# t-Distributed Stochastic Neighbour Embedding - Lecture 33

COMP 4304 / 6934 \
Terrence Tricco, Nov 2021

t-Distributed Stochastic Neighbour Embedding (t-SNE) is a dimensionality reduction method.

In this notebook, we will explore t-SNE using the method from the scikit-learn library, and compare to dimensionality reduction using PCA.

Sklearn t-SNE API: https://scikit-learn.org/stable/modules/generated/sklearn.manifold.TSNE.html \
User guide: https://scikit-learn.org/stable/modules/manifold.html#t-sne


# Load Libraries

Scikit-learn, or sklearn, can be installed using pip or conda.

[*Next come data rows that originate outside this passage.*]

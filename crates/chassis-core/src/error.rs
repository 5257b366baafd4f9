// Copyright 2025 the chassis authors
//
// Licensed under the Apache License, Version 2.0 (the "License");
// you may not use this file except in compliance with the License.
// You may obtain a copy of the License at
//
//     http://www.apache.org/licenses/LICENSE-2.0
//
// Unless required by applicable law or agreed to in writing, software
// distributed under the License is distributed on an "AS IS" BASIS,
// WITHOUT WARRANTIES OR CONDITIONS OF ANY KIND, either express or implied.
// See the License for the specific language governing permissions and
// limitations under the License.

//! The typed error surface of the kernel.
//!
//! Contract violations (bad arguments, duplicate subscriptions, pool
//! misuse) are reported synchronously at the call site through
//! [`FrameworkError`]. Policy outcomes — an unhandled event on a pool that
//! forbids that, a task agent reporting an unknown error — are logged and
//! surfaced through status values instead, so a single bad event or task
//! never aborts the tick that processes it.

use crate::event::EventId;
use std::any::TypeId;
use std::fmt;

/// An error raised by a kernel component when one of its contracts is
/// violated.
#[derive(Debug, Clone, PartialEq, Eq)]
pub enum FrameworkError {
    /// A catch-all contract violation with a descriptive message.
    InvalidOperation {
        /// What the caller did wrong.
        message: String,
    },
    /// A second handler was subscribed to an event id on a pool that
    /// requires at most one handler per id.
    MultiHandlerNotAllowed {
        /// The event id that already has a handler.
        event_id: EventId,
    },
    /// The exact same handler was subscribed twice to one event id on a
    /// pool that disallows duplicates.
    DuplicateHandler {
        /// The event id the handler is already registered for.
        event_id: EventId,
    },
    /// An unsubscribe did not find the given handler in the id's chain.
    HandlerNotFound {
        /// The event id that was searched.
        event_id: EventId,
    },
    /// An event was dispatched, no handler (specific or default) existed,
    /// and the pool does not allow unhandled events.
    UnhandledEvent {
        /// The id of the unhandled event.
        event_id: EventId,
    },
    /// Strict checking found the released object already sitting in its
    /// type's unused queue.
    DoubleRelease {
        /// The name of the offending reference type.
        type_name: &'static str,
    },
    /// A dynamic acquire or release hit a type that was never registered
    /// with a factory.
    UnregisteredType {
        /// The type id that has no registered factory.
        type_id: TypeId,
    },
    /// A module of the same concrete type is already present in the
    /// registry.
    DuplicateModule {
        /// The name of the module type.
        type_name: &'static str,
    },
}

impl fmt::Display for FrameworkError {
    fn fmt(&self, f: &mut fmt::Formatter<'_>) -> fmt::Result {
        match self {
            FrameworkError::InvalidOperation { message } => {
                write!(f, "invalid operation: {message}")
            }
            FrameworkError::MultiHandlerNotAllowed { event_id } => {
                write!(f, "event '{event_id}' does not allow multiple handlers")
            }
            FrameworkError::DuplicateHandler { event_id } => {
                write!(f, "event '{event_id}' does not allow duplicate handlers")
            }
            FrameworkError::HandlerNotFound { event_id } => {
                write!(f, "event '{event_id}' has no such handler registered")
            }
            FrameworkError::UnhandledEvent { event_id } => {
                write!(f, "event '{event_id}' does not allow having no handler")
            }
            FrameworkError::DoubleRelease { type_name } => {
                write!(f, "reference of type '{type_name}' was already released")
            }
            FrameworkError::UnregisteredType { type_id } => {
                write!(f, "no reference factory registered for {type_id:?}")
            }
            FrameworkError::DuplicateModule { type_name } => {
                write!(f, "module '{type_name}' is already registered")
            }
        }
    }
}

impl std::error::Error for FrameworkError {}

#[cfg(test)]
mod tests {
    use super::*;

    #[test]
    fn display_is_descriptive() {
        let err = FrameworkError::DuplicateHandler { event_id: 7 };
        assert_eq!(err.to_string(), "event '7' does not allow duplicate handlers");

        let err = FrameworkError::DoubleRelease { type_name: "Foo" };
        assert!(err.to_string().contains("Foo"));
    }
}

For example, ``pip install sklearn``.

Sklearn has many useful tools for machine learning and dealing with data. We will use the TSNE class from the ``manifold`` library.

In [None]:
import pandas as pd
import plotly.express as px

from sklearn import decomposition
from sklearn import manifold

# Load Data

In [None]:
df = pd.read_csv('used_cars.csv')

# t-SNE

Just like PCA, t-SNE works with numeric data. Let's apply t-SNE to the numeric columns of our data set.

In [None]:
df.head()

In [None]:
df.info()

In [None]:
df2 = df[['year', 'price', 'mileage', 'tax', 'mpg', 'engineSize']].dropna()

In [None]:
df2.head()

In [None]:
df2.info()

We can make a new TSNE object from sklearn.

In [None]:
tsne = manifold.TSNE()

In [None]:
type(tsne)

The t-SNE transforms the data to the lower-dimensional space using the ``fit_transform()`` function.

Unlike PCA, fitting and transforming must be done in a single step. There is no learned function on how to transform the data, such that new data points cannot be transformed using an existing fit.

Creating a t-SNE is an expensive operation. Don't be surprised if the following cell takes several minutes to run.

In [None]:
tsne_data = tsne.fit_transform(df2)

The default parameters use:
- perplexity = 30,
- 1000 iterations for the gradient descent process to find a suitable transformation, and
- learning rate (epsilon) = 200. (equivalent to 800 for other libraries.)

You can think of perplexity as related to the number of neighbours. Higher values mean that more data points are considered as neighbours. Try values between 5-10 to 50-100.

1000 iterations usually sufficient.

There is recent research that suggests the learning rate should scale with the size of the data set (say, n/12, or for sklearn, n/12/4)

Creating the t-SNE can be a slow process. I have pre-computed visualizations using different perplexities. I will show visualization using perplexities of 10, 30, 100 and 200 (30 is the default).

In [None]:
df_tsne_p10 = pd.read_csv('tsne-perplexity10.csv')

In [None]:
df_tsne_p30 = pd.read_csv('tsne-perplexity30.csv')

In [None]:
df_tsne_p100 = pd.read_csv('tsne-perplexity100.csv')

In [None]:
df_tsne_p200 = pd.read_csv('tsne-perplexity200.csv')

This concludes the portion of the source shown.